Tipografic majuscul

Radu Jude

IndieLisboa 2020 •

Romania, Documentário, 128′

O ponto de partida de Uppercase Print é a história verídica de uns graffitis que surgiram em 1981 pintados na sede do partido comunista, em Botoșani, com mensagens críticas ao regime de Ceaușescu e toda a investigação subsequente para encontrar e “corrigir” o culpado. Recorrendo a uma peça que o encenador Gianina Cărbunariu fez sobre o caso, mas também a vídeos de arquivo, Jude problematiza acerca da formatação do indivíduo em tempos ditatoriais.
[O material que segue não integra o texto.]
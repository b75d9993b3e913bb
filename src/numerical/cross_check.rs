//! Numeric cross-checks of the symbolic results: finite-difference derivatives and
//! Gauss-Legendre quadrature.
use crate::numerical::sampler::{RangeError, validate_range};
use crate::symbolic::symbolic_engine::{DECLARED_VARIABLE, Expr};
use crate::symbolic::symbolic_engine_derivatives::DiffError;
use crate::symbolic::utils::{linspace, max_abs_deviation, numerical_derivative};
use gauss_quad::GaussLegendre;
use std::fmt;

/// step of the central differences
pub const DIFFERENCE_STEP: f64 = 1e-5;

#[derive(Debug, Clone, PartialEq)]
pub enum CrossCheckError {
    Diff(DiffError),
    Range(RangeError),
    Quadrature(String),
    /// no grid point where both derivatives are finite
    NoComparablePoints,
}

impl fmt::Display for CrossCheckError {
    fn fmt(&self, f: &mut fmt::Formatter<'_>) -> fmt::Result {
        match self {
            CrossCheckError::Diff(e) => write!(f, "{}", e),
            CrossCheckError::Range(e) => write!(f, "{}", e),
            CrossCheckError::Quadrature(msg) => write!(f, "Quadrature failed: {}", msg),
            CrossCheckError::NoComparablePoints => {
                write!(f, "No grid point where both derivatives are defined")
            }
        }
    }
}

impl std::error::Error for CrossCheckError {}

impl From<DiffError> for CrossCheckError {
    fn from(e: DiffError) -> Self {
        CrossCheckError::Diff(e)
    }
}

impl From<RangeError> for CrossCheckError {
    fn from(e: RangeError) -> Self {
        CrossCheckError::Range(e)
    }
}

/// Largest |symbolic f'(x) - central difference| over `n` grid points of `[x_min, x_max]`.
pub fn compare_with_numeric_derivative(
    expr: &Expr,
    x_min: f64,
    x_max: f64,
    n: usize,
) -> Result<f64, CrossCheckError> {
    validate_range(x_min, x_max, n)?;
    let derivative = expr.n_th_derivative1D(DECLARED_VARIABLE, 1)?;
    let xs = linspace(x_min, x_max, n);
    let f = expr.lambdify1D(DECLARED_VARIABLE);
    let df = derivative.lambdify1D(DECLARED_VARIABLE);
    let numeric = numerical_derivative(&f, &xs, DIFFERENCE_STEP);
    let symbolic: Vec<f64> = xs.iter().map(|&x| df(x)).collect();
    max_abs_deviation(&symbolic, &numeric).ok_or(CrossCheckError::NoComparablePoints)
}

/// Definite integral of `expr` over `[a, b]` by Gauss-Legendre quadrature with `degree` nodes.
pub fn numerical_integral(expr: &Expr, a: f64, b: f64, degree: usize) -> Result<f64, CrossCheckError> {
    if !a.is_finite() || !b.is_finite() {
        return Err(CrossCheckError::Range(RangeError::NonFinite));
    }
    let f = expr.lambdify1D(DECLARED_VARIABLE);
    let quad = GaussLegendre::new(degree)
        .map_err(|e| CrossCheckError::Quadrature(format!("{:?}", e)))?;
    Ok(quad.integrate(a, b, &f))
}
Num grande número de filmes que se seguiram mas não se assemelham, Radu Jude tem vindo a construir uma das obras mais pungentes e emocionantes do cinema romeno contemporâneo. Afinal, o que têm em comum a farsa picaresca Aferim!, o surrealismo literário de Scarred Hearts e a encenação histórica do jogo de espelhos I Do Not Care If We Go Down in History as Barbarians? Sem dúvida, mais do que parece: primeiro uma ironia discreta mas cortante, e acima de tudo um olhar intransigente sobre a história velada do seu país – não importa a época e o género cinematográfico. Existem dois tipos de imagens em Uppercase Print. Primeiro, imagens de arquivo a preto e branco dos anos 80 sob Ceausescu. Imagens emocionantes e assustadoras de propaganda sorridente, na qual vozes robóticas repetem com alarde os slogans da ditadura. As outras imagens datam de hoje, produzidas num estúdio com neons brilhantes em cores vivas. De frente para a câmara, os actores recitam (mais do que repetem) os relatórios escritos pelas milícias comunistas. Descrições desproporcionalmente numerosas e detalhadas, relacionadas com o mesmo incidente: um simples slogan revolucionário escrito em letras maiúsculas (daí o título) por um estudante romeno nos anos 80. A notícia é simples, o autor do grafitti foi rapidamente identificado mas a máquina administrativa do fascismo aterroriza, implacável pela força da repetição. A investigação é interminável, como um monstro gigantesco que não se consegue matar. Uppercase Print alterna entre estas duas famílias de imagens, entre estes dois contos tensos com vozes monocórdicas que arrepiam a espinha: o anedótico e o nacional, a história oculta e a propaganda, o sorriso superficial e a loucura nos bastidores de ontem e hoje. (Mickael Gaspar)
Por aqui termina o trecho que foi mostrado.